### About this task
Work through the records below and copy every line that includes "Error".

### Provided information
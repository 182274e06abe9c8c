//! Typed cache handle
//!
//! Keys and values are encoded with bincode; the encoded key is what the
//! affinity function hashes, so every client computes the same owner for the
//! same typed key. Writes go to every owner of the partition, reads to the
//! primary.

use crate::grid::{Grid, Routing};
use gridstore_common::{Error, NodeId, Result};
use serde::Serialize;
use serde::de::DeserializeOwned;
use std::collections::BTreeMap;
use std::marker::PhantomData;

/// Encode a key or value
pub fn encode<T: Serialize>(value: &T) -> Result<Vec<u8>> {
    bincode::serialize(value).map_err(|e| Error::Serialization(e.to_string()))
}

/// Decode a key or value
pub fn decode<T: DeserializeOwned>(bytes: &[u8]) -> Result<T> {
    bincode::deserialize(bytes).map_err(|e| Error::Serialization(e.to_string()))
}

/// Handle to a grid cache with typed keys and values
pub struct GridCache<K, V> {
    grid: Grid,
    name: String,
    _types: PhantomData<fn() -> (K, V)>,
}

impl<K, V> Clone for GridCache<K, V> {
    fn clone(&self) -> Self {
        Self {
            grid: self.grid.clone(),
            name: self.name.clone(),
            _types: PhantomData,
        }
    }
}

impl<K, V> GridCache<K, V>
where
    K: Serialize + DeserializeOwned,
    V: Serialize + DeserializeOwned,
{
    pub(crate) fn new(grid: Grid, name: &str) -> Self {
        Self {
            grid,
            name: name.to_string(),
            _types: PhantomData,
        }
    }

    #[must_use]
    pub fn name(&self) -> &str {
        &self.name
    }

    /// Insert or replace one entry
    pub fn put(&self, key: &K, value: &V) -> Result<()> {
        let entry = (encode(key)?, encode(value)?);
        self.write(vec![entry])
    }

    /// Insert or replace many entries
    pub fn put_all(&self, entries: impl IntoIterator<Item = (K, V)>) -> Result<()> {
        let encoded = entries
            .into_iter()
            .map(|(k, v)| Ok((encode(&k)?, encode(&v)?)))
            .collect::<Result<Vec<_>>>()?;
        self.write(encoded)
    }

    fn write(&self, entries: Vec<(Vec<u8>, Vec<u8>)>) -> Result<()> {
        self.grid.with_routing(&self.name, |routing| {
            for (node, items) in group_by_owner(routing, &entries)? {
                routing
                    .node(node)?
                    .apply(&self.name, routing.epoch, items, |_, _, value| {
                        Ok(Some(value.to_vec()))
                    })?;
            }
            Ok(())
        })
    }

    /// Value of `key`, read from its primary
    pub fn get(&self, key: &K) -> Result<Option<V>> {
        let key = encode(key)?;
        let bytes = self.grid.with_routing(&self.name, |routing| {
            let primary = primary(routing, &key)?;
            routing.node(primary)?.get(&self.name, routing.epoch, &key)
        })?;
        bytes.as_deref().map(decode).transpose()
    }

    /// Remove `key` from every owner; returns whether the primary had it
    pub fn remove(&self, key: &K) -> Result<bool> {
        let key = encode(key)?;
        self.grid.with_routing(&self.name, |routing| {
            let mut existed = false;
            for (i, owner) in routing.owners(&key)?.into_iter().enumerate() {
                let removed = routing.node(owner)?.remove(&self.name, routing.epoch, &key)?;
                if i == 0 {
                    existed = removed;
                }
            }
            Ok(existed)
        })
    }

    /// Number of entries, counting primary copies only
    pub fn len(&self) -> Result<usize> {
        let counts = self.grid.broadcast(|node| {
            let (cache_id, partitions) = node.primary_partitions(&self.name)?;
            partitions
                .into_iter()
                .map(|p| node.engine().partition_len(cache_id, p))
                .sum::<Result<usize>>()
        })?;
        Ok(counts.into_iter().map(|(_, n)| n).sum())
    }

    pub fn is_empty(&self) -> Result<bool> {
        Ok(self.len()? == 0)
    }

    /// Remove every entry on every node
    pub fn clear(&self) -> Result<()> {
        self.grid.broadcast(|node| {
            let descriptor = node.descriptor(&self.name)?;
            node.engine().clear(descriptor.id)
        })?;
        Ok(())
    }
}

fn primary(routing: &Routing, key: &[u8]) -> Result<NodeId> {
    routing
        .owners(key)?
        .first()
        .copied()
        .ok_or_else(|| Error::NotReady("no owner for partition".into()))
}

/// Split entries into per-owner batches, keeping submission order
fn group_by_owner(
    routing: &Routing,
    entries: &[(Vec<u8>, Vec<u8>)],
) -> Result<BTreeMap<NodeId, Vec<(Vec<u8>, Vec<u8>)>>> {
    let mut batches: BTreeMap<NodeId, Vec<_>> = BTreeMap::new();
    for (key, value) in entries {
        for owner in routing.owners(key)? {
            batches
                .entry(owner)
                .or_default()
                .push((key.clone(), value.clone()));
        }
    }
    Ok(batches)
}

### Problem solution
use gridstore_common::{Error, NodeId, Result};
    bincode::serialize(value).map_err(|e| Error::Serialization(e.to_string()))
    bincode::deserialize(bytes).map_err(|e| Error::Serialization(e.to_string()))
        .ok_or_else(|| Error::NotReady("no owner for partition".into()))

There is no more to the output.